PubMed:26427403 JSONTXT 3 Projects

Different Mutations in ELOVL4 Affect Very Long Chain Fatty Acid Biosynthesis to Cause Variable Neurological Disorders in Humans. All mammalian cell membranes are characterized by amphipathic lipid molecules that interact with proteins to confer structural and functional properties on the cell. The predominant lipid species are phospholipids, glycolipids, sphingolipids and cholesterol.

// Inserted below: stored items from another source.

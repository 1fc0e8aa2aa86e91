//! [`Tester`] for JSON records.

use serde_json::Value as Json;

use crate::filter::{Filter, TestEntry, Tester, Value};

/// Fields a keyless value is tested against when none are configured.
pub const DEFAULT_FIELDS: &[&str] = &["name", "id", "title"];

/// Evaluates filters against [`serde_json::Value`] records.
///
/// Keys look up object fields, exact match first and then ignoring case.
/// Arrays match when any element matches; an empty array, `null` or a missing
/// field is tested as an empty string.
#[derive(Debug, Clone, PartialEq, Eq)]
pub struct JsonTester {
    default_fields: Vec<String>,
}

impl Default for JsonTester {
    fn default() -> Self {
        Self::new(DEFAULT_FIELDS.iter().copied())
    }
}

impl JsonTester {
    /// Creates a tester using `default_fields` for keyless values.
    pub fn new<I, S>(default_fields: I) -> Self
    where
        I: IntoIterator<Item = S>,
        S: Into<String>,
    {
        Self {
            default_fields: default_fields.into_iter().map(Into::into).collect(),
        }
    }

    /// Fields keyless values are tested against, in order.
    pub fn default_fields(&self) -> &[String] {
        &self.default_fields
    }

    /// Looks up a field of an object record.
    pub fn field<'j>(record: &'j Json, key: &str) -> Option<&'j Json> {
        let object = record.as_object()?;
        object.get(key).or_else(|| {
            object
                .iter()
                .find(|(name, _)| name.eq_ignore_ascii_case(key))
                .map(|(_, value)| value)
        })
    }
}

impl Tester<Json> for JsonTester {
    fn test(&self, item: &Json, key: Option<&str>, entry: &TestEntry) -> bool {
        match key {
            Some(key) => match Self::field(item, key) {
                Some(value) => test_json(value, entry),
                None => entry.test(&Value::Str("")),
            },
            None if item.is_object() => self
                .default_fields
                .iter()
                .filter_map(|name| Self::field(item, name))
                .any(|value| test_json(value, entry)),
            None => test_json(item, entry),
        }
    }

    fn test_child(&self, item: &Json, key: &str, filter: &Filter) -> bool {
        match Self::field(item, key) {
            Some(Json::Array(children)) => children.iter().any(|child| filter.test(self, child)),
            Some(child @ Json::Object(_)) => filter.test(self, child),
            _ => false,
        }
    }
}

fn test_json(value: &Json, entry: &TestEntry) -> bool {
    match value {
        Json::Null => entry.test(&Value::Str("")),
        Json::Bool(b) => entry.test(&Value::Bool(*b)),
        Json::Number(n) => n.as_f64().is_some_and(|n| entry.test(&Value::Num(n))),
        Json::String(s) => entry.test(&Value::Str(s)),
        Json::Array(items) if items.is_empty() => entry.test(&Value::Str("")),
        Json::Array(items) => items.iter().any(|item| test_json(item, entry)),
        // Objects only answer truthiness.
        Json::Object(_) => matches!(entry, TestEntry::Bool(true) | TestEntry::Const(true)),
    }
}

These lipids contain fatty acids with variable hydrocarbon chain lengths between C14-C40, either saturated or unsaturated, that are derived from diet, synthesized de novo, or elongated from shorter chain fatty acids by fatty acid elongase enzymes. One member of the family of elongases, ELOngation of Very Long chain fatty acids-4 (ELOVL4), mediates the biosynthesis of both saturated and unsaturated very long chain fatty acids (VLC-FA; > C26) in the retina, meibomian gland, brain, skin, and testis. Different mutations in ELOVL4 cause tissue-specific maculopathy and/or neuro-ichthyotic disorders. The goal of this mini-review is to highlight how different mutations in ELOVL4 can cause variable phenotypic disorder, and propose a possible mechanism, based on the role of fatty acids in membranes, which could explain the different phenotypes.